What the task asks
Whenever the word "impl" appears in a line of the data below, copy that line.

### Task inputs

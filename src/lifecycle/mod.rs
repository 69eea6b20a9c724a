//! Connection lifecycle - connect, retry with a fixed delay, give up
//!
//! This module provides:
//! - A pure transition function over [`ConnectionState`]
//! - A tokio driver executing the requested side effects
//! - [`SessionHandshake`], a connector that opens a transport session

pub mod driver;
pub mod machine;

use std::sync::Arc;

use async_trait::async_trait;

use crate::config::TransportConfig;
use crate::error::{Result, VoxError};
use crate::transport::{Session, SessionConnector, handshake};

pub use driver::{Command, ConnectionDriver, ConnectionHandle, ConnectionSnapshot, Connector};
pub use machine::{Action, ConnectionState, Event, Phase, Transition, transition};

/// An established session, the context of a `connected` machine.
#[derive(Clone)]
pub struct SessionContext {
    pub endpoint: String,
    pub session: Arc<dyn Session>,
}

impl std::fmt::Debug for SessionContext {
    fn fmt(&self, f: &mut std::fmt::Formatter<'_>) -> std::fmt::Result {
        f.debug_struct("SessionContext")
            .field("endpoint", &self.endpoint)
            .finish_non_exhaustive()
    }
}

/// Connects by opening a session and waiting for its handshake.
pub struct SessionHandshake {
    connector: Arc<dyn SessionConnector>,
    config: TransportConfig,
}

impl SessionHandshake {
    pub fn new(connector: Arc<dyn SessionConnector>, config: TransportConfig) -> Self {
        Self { connector, config }
    }
}

#[async_trait]
impl Connector for SessionHandshake {
    type Context = SessionContext;

    async fn connect(&self) -> Result<SessionContext> {
        let session = handshake(self.connector.as_ref(), &self.config)
            .await
            .map_err(|e| VoxError::ConnectFailure(e.to_string()))?;
        Ok(SessionContext {
            endpoint: session.endpoint(),
            session,
        })
    }
}

#[cfg(test)]
mod tests {
    use super::*;
    use crate::config::LifecycleConfig;
    use crate::transport::MemoryConnector;

    #[tokio::test]
    async fn test_session_handshake_connects() {
        let (connector, _listener) = MemoryConnector::new();
        let handshake = SessionHandshake::new(Arc::new(connector), TransportConfig::with_endpoint("memory://test"));

        let context = handshake.connect().await.unwrap();
        assert_eq!(context.endpoint, "memory://test");
    }

    #[tokio::test]
    async fn test_session_handshake_failure_is_connect_failure() {
        let (connector, _listener) = MemoryConnector::new();
        connector.refuse_ready(true);
        let handshake = SessionHandshake::new(Arc::new(connector), TransportConfig::with_endpoint("memory://test"));

        let err = handshake.connect().await.unwrap_err();
        assert!(matches!(err, VoxError::ConnectFailure(_)));
    }

    #[tokio::test(start_paused = true)]
    async fn test_driver_over_refused_sessions_gives_up() {
        let (connector, _listener) = MemoryConnector::new();
        connector.refuse_ready(true);
        let connector = Arc::new(connector);
        let handle = ConnectionDriver::spawn(
            SessionHandshake::new(connector.clone(), TransportConfig::with_endpoint("memory://test")),
            &LifecycleConfig::default(),
        );

        handle.send(Command::Connect);
        let snapshot = handle
            .wait_until(|s| s.phase() == Phase::Disconnected && s.attempts > 0)
            .await
            .unwrap();
        assert_eq!(snapshot.attempts, 3);
        assert_eq!(connector.handshakes(), 3);

        handle.shutdown().await;
    }
}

######

Output below
impl std::fmt::Debug for SessionContext {
impl SessionHandshake {
impl Connector for SessionHandshake {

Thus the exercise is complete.